For the data below, tally how many lines contain "about" and answer only with that tally.

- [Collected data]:
_ _ _ _

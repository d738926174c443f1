use crate::models::SeriesPoint;

/// Number of daily points kept per series.
pub const HISTORY_WINDOW: usize = 7;

/// Merges one observation into a series history.
///
/// Same-day observations overwrite the existing point; a new day appends.
/// The result stays oldest-first and never exceeds [`HISTORY_WINDOW`];
/// truncation drops the oldest entries from the front.
pub fn reconcile(history: &[SeriesPoint], today_key: &str, new_value: f64) -> Vec<SeriesPoint> {
    let mut updated = history.to_vec();

    match updated.iter_mut().find(|point| point.date == today_key) {
        Some(point) => point.value = new_value,
        None => updated.push(SeriesPoint {
            date: today_key.to_string(),
            value: new_value,
        }),
    }

    if updated.len() > HISTORY_WINDOW {
        let excess = updated.len() - HISTORY_WINDOW;
        updated.drain(..excess);
    }

    updated
}

/// Whether a reconciled series differs from what is stored.
pub fn should_persist(old: &[SeriesPoint], new: &[SeriesPoint]) -> bool {
    old != new
}

/// The chart's value sequence, oldest first.
pub fn values(history: &[SeriesPoint]) -> Vec<f64> {
    history.iter().map(|point| point.value).collect()
}

/// The chart's date-label sequence, parallel to [`values`].
pub fn dates(history: &[SeriesPoint]) -> Vec<String> {
    history.iter().map(|point| point.date.clone()).collect()
}
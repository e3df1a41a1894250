use clap::Parser;
use log::info;
use server::config::RelayConfig;
use server::network::Server;
use server::rate_limiter::RateLimitScope;
use std::path::PathBuf;

/// Command line arguments
///
/// Flags override values from `--config`, which override built-in defaults.
#[derive(Parser, Debug)]
#[command(author, version, about, long_about = None)]
struct Args {
    /// TOML configuration file
    #[arg(short, long)]
    config: Option<PathBuf>,

    /// IP address to bind to [default: 0.0.0.0]
    #[arg(short = 'H', long)]
    host: Option<String>,

    /// Port to listen on [default: 5000]
    #[arg(short, long)]
    port: Option<u16>,

    /// Minimum milliseconds between rate-limited broadcasts [default: 200]
    #[arg(long)]
    broadcast_interval_ms: Option<u64>,

    /// Which broadcasts share a rate-limit timestamp [default: global]
    #[arg(long, value_enum)]
    rate_limit: Option<RateLimitScope>,

    /// Milliseconds between dispatches while messages are queued [default: 50]
    #[arg(long)]
    dispatch_pacing_ms: Option<u64>,
}

impl Args {
    fn apply(self, config: &mut RelayConfig) {
        if let Some(host) = self.host {
            config.host = host;
        }
        if let Some(port) = self.port {
            config.port = port;
        }
        if let Some(interval) = self.broadcast_interval_ms {
            config.broadcast_interval_ms = interval;
        }
        if let Some(scope) = self.rate_limit {
            config.rate_limit = scope;
        }
        if let Some(pacing) = self.dispatch_pacing_ms {
            config.dispatch_pacing_ms = pacing;
        }
    }
}

#[tokio::main]
async fn main() -> Result<(), Box<dyn std::error::Error>> {
    if std::env::var("RUST_LOG").is_err() {
        eprintln!("Set RUST_LOG=debug for detailed logging");
    }
    env_logger::Builder::from_env(env_logger::Env::default().default_filter_or("info")).init();

    let args = Args::parse();

    let mut config = match &args.config {
        Some(path) => {
            info!("Loading configuration from {}", path.display());
            RelayConfig::load(path).await?
        }
        None => RelayConfig::default(),
    };
    args.apply(&mut config);

    let server = Server::bind(config).await?;

    tokio::select! {
        result = server.run() => result?,
        _ = tokio::signal::ctrl_c() => {
            info!("Received Ctrl+C, shutting down");
        }
    }

    Ok(())
}
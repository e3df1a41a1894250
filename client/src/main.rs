use clap::Parser;
use client::RelayClient;
use log::{info, warn};
use shared::{AttackUpdate, PositionUpdate, ServerMessage, DEFAULT_PORT};
use tokio::time::{interval, Duration, MissedTickBehavior};

#[derive(Parser, Debug)]
#[command(author, version, about = "Scripted bot for the lobby relay server", long_about = None)]
struct Args {
    /// Server address to connect to
    #[arg(short = 's', long, default_value_t = format!("127.0.0.1:{}", DEFAULT_PORT))]
    server: String,

    /// Player name sent in PlayerData
    #[arg(short, long, default_value = "Bot")]
    name: String,

    /// Character choice sent in PlayerData
    #[arg(short, long, default_value = "Knight")]
    character: String,

    /// Do not send Ready after joining
    #[arg(long)]
    no_ready: bool,

    /// Milliseconds between Position updates once the match has begun
    #[arg(short = 'i', long, default_value = "100")]
    send_interval_ms: u64,

    /// Send an Attack every this many Position updates (0 disables attacks)
    #[arg(short = 'a', long, default_value = "10")]
    attack_every: u32,
}

#[tokio::main]
async fn main() -> Result<(), Box<dyn std::error::Error>> {
    env_logger::init();

    if std::env::var("RUST_LOG").is_err() {
        eprintln!("Set RUST_LOG=info for detailed logging");
    }

    let args = Args::parse();

    info!("Connecting to {} as {} ({})", args.server, args.name, args.character);
    let mut client = RelayClient::connect(&args.server).await?;
    client.join(&args.name, &args.character).await?;

    let mut ticker = interval(Duration::from_millis(args.send_interval_ms.max(1)));
    ticker.set_missed_tick_behavior(MissedTickBehavior::Skip);

    let mut started = false;
    let mut x = 0.0f32;
    let mut facing_right = true;
    let mut sent = 0u32;

    loop {
        tokio::select! {
            _ = ticker.tick(), if started => {
                // Pace back and forth between x = 0 and x = 10
                x += if facing_right { 0.5 } else { -0.5 };
                if !(0.0..=10.0).contains(&x) {
                    facing_right = !facing_right;
                    x = x.clamp(0.0, 10.0);
                }

                client
                    .send_position(PositionUpdate::new(x, 0.0, facing_right, &args.character))
                    .await?;
                sent += 1;

                if args.attack_every > 0 && sent % args.attack_every == 0 {
                    client
                        .send_attack(AttackUpdate::new(x, 0.5, 10.0, facing_right, 1.5))
                        .await?;
                }
            }
            message = client.next_message() => {
                match message? {
                    Some(ServerMessage::SuccessPlayerConnect) => {
                        info!("Joined the lobby");
                        if !args.no_ready {
                            client.ready().await?;
                            info!("Sent Ready");
                        }
                    }
                    Some(ServerMessage::GameBegins) => {
                        info!("The game begins!");
                        started = true;
                    }
                    Some(ServerMessage::Position { update, sender }) => {
                        info!(
                            "Player {} ({}) at ({}, {}) facing {}",
                            sender,
                            update.sprite_name,
                            update.x,
                            update.y,
                            if update.is_right { "right" } else { "left" }
                        );
                    }
                    Some(ServerMessage::Attack { update, sender }) => {
                        info!(
                            "Player {} attacks from ({}, {}) for {} over {}",
                            sender, update.x, update.y, update.damage, update.range
                        );
                    }
                    None => {
                        warn!("Server closed the connection");
                        break;
                    }
                }
            }
            _ = tokio::signal::ctrl_c() => {
                info!("Received Ctrl+C, leaving");
                break;
            }
        }
    }

    Ok(())
}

_ _ _ _

- [Task result]: 2